Nicholas kissed her good-bye and left her alone on the mezzanine.

WENDALL ROHR had a hunch the jury was tired of listening to researchers tout their findings and lecture from their charts and graphs. His consultants were telling him the jurors had heard enough about lung cancer and smoking, that they had probably been convinced before the trial started that cigarettes were addictive and dangerous. He was confident he had established a strong causal relationship between the Bristols and the tumors that killed Jacob Wood, and it was now time to ice the case.

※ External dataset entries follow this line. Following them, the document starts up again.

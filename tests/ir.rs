mod common;

use coolbril::codegen::CodegenOptions;
use coolbril::compile;
use coolbril::ir::{EffectOp, Function, Instr, IrTy, Literal, Param, Program, ValueOp};
use pretty_assertions::assert_eq;
use serde_json::{json, Value};

use self::common::parse;

fn to_value(program: &Program) -> Value {
    serde_json::from_str(&program.to_json().unwrap()).unwrap()
}

#[test]
fn test_instr_json() {
    let cases = [
        (
            Instr::constant("t.0", Literal::Int(42)),
            json!({ "op": "const", "dest": "t.0", "type": "int", "value": 42 }),
        ),
        (
            Instr::constant("b", Literal::Bool(true)),
            json!({ "op": "const", "dest": "b", "type": "bool", "value": true }),
        ),
        (
            Instr::value(ValueOp::Add, "t.2", IrTy::Int, ["t.0", "t.1"]),
            json!({ "op": "add", "dest": "t.2", "type": "int", "args": ["t.0", "t.1"] }),
        ),
        (
            Instr::call("t.3", IrTy::object(), "A__f", vec!["self".to_owned()]),
            json!({
                "op": "call",
                "dest": "t.3",
                "type": { "ptr": "int" },
                "args": ["self"],
                "funcs": ["A__f"],
            }),
        ),
        (
            Instr::br("t.1", "if.then.2", "if.else.2"),
            json!({ "op": "br", "args": ["t.1"], "labels": ["if.then.2", "if.else.2"] }),
        ),
        (
            Instr::jmp("loop.cond.0"),
            json!({ "op": "jmp", "labels": ["loop.cond.0"] }),
        ),
        (
            Instr::effect(EffectOp::Store, ["t.1", "t.0"]),
            json!({ "op": "store", "args": ["t.1", "t.0"] }),
        ),
        (Instr::ret(None), json!({ "op": "ret" })),
        (Instr::label("if.exit.2"), json!({ "label": "if.exit.2" })),
    ];

    for (instr, expected) in cases {
        assert_eq!(serde_json::to_value(&instr).unwrap(), expected, "{}", instr);
    }
}

#[test]
fn test_instr_text() {
    assert_eq!(
        Instr::value(ValueOp::PtrAdd, "t.1", IrTy::object(), ["self", "t.0"]).to_string(),
        "t.1: ptr<int> = ptradd self t.0;"
    );
    assert_eq!(
        Instr::effect(EffectOp::Print, ["x"]).to_string(),
        "print x;"
    );
    assert_eq!(Instr::ret(Some("self".into())).to_string(), "ret self;");
    assert_eq!(Instr::label("loop.end.3").to_string(), ".loop.end.3:");
    assert_eq!(IrTy::Ptr(Box::new(IrTy::object())).to_string(), "ptr<ptr<int>>");
}

#[test]
fn test_instr_accessors() {
    let call = Instr::call("t.0", IrTy::Int, "f", vec![]);
    assert_eq!(call.dest(), Some("t.0"));
    assert_eq!(call.op_name(), "call");

    let store = Instr::effect(EffectOp::Store, ["a", "b"]);
    assert_eq!(store.dest(), None);
    assert_eq!(store.op_name(), "store");

    assert_eq!(Instr::label("l").op_name(), "label");
    assert_eq!(Instr::constant("c", Literal::Int(0)).op_name(), "const");
}

#[test]
fn test_function_without_args_or_return_type() {
    let mut func = Function::new("main", vec![], None);
    func.instrs.push(Instr::ret(None));

    assert_eq!(func.to_string(), "@main {\n  ret;\n}");
    assert_eq!(
        serde_json::to_value(&func).unwrap(),
        json!({ "name": "main", "args": [], "instrs": [{ "op": "ret" }] })
    );
}

#[test]
fn test_function_with_args() {
    let mut func = Function::new(
        "f",
        vec![Param::new("a", IrTy::Int), Param::new("b", IrTy::Bool)],
        Some(IrTy::Int),
    );
    func.instrs.push(Instr::ret(Some("a".into())));

    assert_eq!(func.to_string(), "@f(a: int, b: bool): int {\n  ret a;\n}");
    assert_eq!(
        serde_json::to_value(&func).unwrap(),
        json!({
            "name": "f",
            "args": [{ "name": "a", "type": "int" }, { "name": "b", "type": "bool" }],
            "type": "int",
            "instrs": [{ "op": "ret", "args": ["a"] }],
        })
    );
}

#[test]
fn test_program_json() {
    let classes = parse("class Main { main() : Int { 1 }; };");
    let program = compile(&classes, &CodegenOptions::default()).unwrap();

    assert_eq!(
        to_value(&program),
        json!({
            "functions": [
                {
                    "name": "IO__out_int",
                    "args": [
                        { "name": "self", "type": { "ptr": "int" } },
                        { "name": "number", "type": "int" },
                    ],
                    "type": { "ptr": "int" },
                    "instrs": [
                        { "op": "print", "args": ["number"] },
                        { "op": "ret", "args": ["self"] },
                    ],
                },
                {
                    "name": "Main__constructor",
                    "args": [{ "name": "self", "type": { "ptr": "int" } }],
                    "type": { "ptr": "int" },
                    "instrs": [{ "op": "ret", "args": ["self"] }],
                },
                {
                    "name": "main",
                    "args": [],
                    "instrs": [
                        { "op": "const", "dest": "t.0", "type": "int", "value": 1 },
                        { "op": "alloc", "dest": "self", "type": { "ptr": "int" }, "args": ["t.0"] },
                        {
                            "op": "call",
                            "dest": "self",
                            "type": { "ptr": "int" },
                            "args": ["self"],
                            "funcs": ["Main__constructor"],
                        },
                        { "op": "const", "dest": "t.1", "type": "int", "value": 1 },
                        { "op": "free", "args": ["self"] },
                        { "op": "ret" },
                    ],
                },
            ],
        })
    );
}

Thursday morning he announced that the plaintiff would like to call Lawrence Krigler as its next witness. A noticeable tension seized the defense table for the moment it took to call Mr. Krigler from somewhere in the rear. Another plaintiff's lawyer, John Riley Milton from Denver, rose and smiled sweetly at the jury.

Lawrence Krigler was in his late sixties, tanned and fit, well dressed and quick in step. He was the first witness without Doctor stuck to the front of his name since the video of Jacob Wood. He lived now in Florida, where he'd retired after he left Pynex. John Riley Milton rushed him through the preliminaries because the juicy stuff was just around the corner.

An engineering graduate of North Carolina State, he'd worked for Pynex for thirty years before leaving in the midst of a lawsuit thirteen years earlier. He'd sued Pynex. The company'd countersued him. They settled out of court with terms being nondisclosed.



When he was first hired, the company, then called Union Tobacco, or simply U-Tab, had shipped him to Cuba to study tobacco production down there. He'd worked in production ever since, or at least until the day he left. He'd studied the tobacco leaf and a thousand ways to grow it more efficiently. He considered himself an expert in this field, though he was not testifying as an expert and would not offer opinions. Only facts.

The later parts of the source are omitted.